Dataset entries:
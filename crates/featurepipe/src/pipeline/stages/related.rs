//! # Related-Symbol Expansion Stage
//!
//! The related-symbol source (an embedding neighborhood, a synonym
//! service) is an external collaborator, possibly backed by a remote
//! cache. When it is unreachable the record passes through unmodified;
//! unavailability never corrupts the alphabets.

use std::sync::Arc;

use serde::{Deserialize, Serialize};

use crate::{
    errors::{FPResult, FeaturePipeError},
    pipeline::stage::{Stage, StageFactoryHook, check_stage_version, type_mismatch},
    record::{Payload, Record, Token},
};

const KIND: &str = "expand-related";

const DEFAULT_SOURCE: &str = "none";

/// Supplies symbols related to a given symbol.
pub trait RelatedSymbols: Send + Sync {
    /// Ordered related symbols, possibly empty.
    ///
    /// A remote-backed implementation reports unreachability as
    /// [`FeaturePipeError::Unavailable`].
    fn related_symbols(
        &self,
        symbol: &str,
    ) -> FPResult<Vec<String>>;

    /// A short stable name for the implementation, persisted with the
    /// stage so a reloaded pipeline can report which source it was
    /// trained with.
    fn name(&self) -> &'static str {
        "custom"
    }
}

/// Relates nothing to anything. The reload default; callers re-attach
/// a live collaborator after loading a persisted pipeline.
#[derive(Debug, Default, Clone)]
pub struct NoRelatedSymbols;

impl RelatedSymbols for NoRelatedSymbols {
    fn related_symbols(
        &self,
        _symbol: &str,
    ) -> FPResult<Vec<String>> {
        Ok(Vec::new())
    }

    fn name(&self) -> &'static str {
        DEFAULT_SOURCE
    }
}

fn default_source() -> String {
    DEFAULT_SOURCE.to_string()
}

#[derive(Debug, Serialize, Deserialize)]
struct Config {
    // Absent in configs persisted before source names were recorded.
    #[serde(default = "default_source")]
    source: String,
}

/// Append collaborator-provided related tokens to the token sequence.
///
/// Expansions for the whole record are gathered first and appended at
/// the end, so a mid-sequence failure never leaves a half-expanded
/// record.
#[derive(Clone)]
pub struct ExpandRelated {
    source: Arc<dyn RelatedSymbols>,
}

impl Default for ExpandRelated {
    fn default() -> Self {
        Self::new()
    }
}

impl ExpandRelated {
    /// Create the stage with the empty source.
    pub fn new() -> Self {
        Self::with_source(Arc::new(NoRelatedSymbols))
    }

    /// Create the stage with a collaborator-supplied source.
    pub fn with_source(source: Arc<dyn RelatedSymbols>) -> Self {
        Self { source }
    }
}

impl Stage for ExpandRelated {
    fn kind(&self) -> &'static str {
        KIND
    }

    fn apply(
        &self,
        mut record: Record,
    ) -> FPResult<Record> {
        let diagnostic = record.diagnostic_name();

        let texts: Vec<String> = match record.data {
            Payload::Tokens(ref tokens) => tokens.iter().map(|t| t.text.clone()).collect(),
            ref other => return Err(type_mismatch(KIND, "tokens", other.kind())),
        };

        let mut expanded: Vec<Token> = Vec::new();
        for text in &texts {
            match self.source.related_symbols(text) {
                Ok(related) => {
                    expanded.extend(related.into_iter().map(Token::new));
                }
                Err(FeaturePipeError::Unavailable(detail)) => {
                    log::warn!(
                        "related-symbol source unavailable ({detail}); \
                         passing record '{diagnostic}' through unexpanded",
                    );
                    return Ok(record);
                }
                Err(err) => return Err(err),
            }
        }

        if let Payload::Tokens(ref mut tokens) = record.data {
            tokens.extend(expanded);
        }
        Ok(record)
    }

    fn export_config(&self) -> FPResult<serde_json::Value> {
        serde_json::to_value(Config {
            source: self.source.name().to_string(),
        })
        .map_err(|e| FeaturePipeError::Parse(e.to_string()))
    }
}

fn build(
    version: u32,
    config: &serde_json::Value,
) -> FPResult<Box<dyn Stage>> {
    check_stage_version(KIND, version, 1)?;
    let config: Config = if config.is_null() {
        Config {
            source: default_source(),
        }
    } else {
        serde_json::from_value(config.clone())
            .map_err(|e| FeaturePipeError::Parse(e.to_string()))?
    };

    // Persisted pipelines reload with the empty source; callers
    // re-attach live collaborators after loading.
    if config.source != DEFAULT_SOURCE {
        log::warn!(
            "expand-related stage was persisted with source '{}'; reloading with '{}' - \
             re-attach the collaborator before processing",
            config.source,
            DEFAULT_SOURCE,
        );
    }

    Ok(Box::new(ExpandRelated::new()))
}

inventory::submit! {
    StageFactoryHook::new(KIND, build)
}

§ The problem:
Lines containing the string "ExpandRelated" are the ones to copy from the entries above.

§ Task result:
pub struct ExpandRelated {
impl Default for ExpandRelated {
impl ExpandRelated {
impl Stage for ExpandRelated {
    Ok(Box::new(ExpandRelated::new()))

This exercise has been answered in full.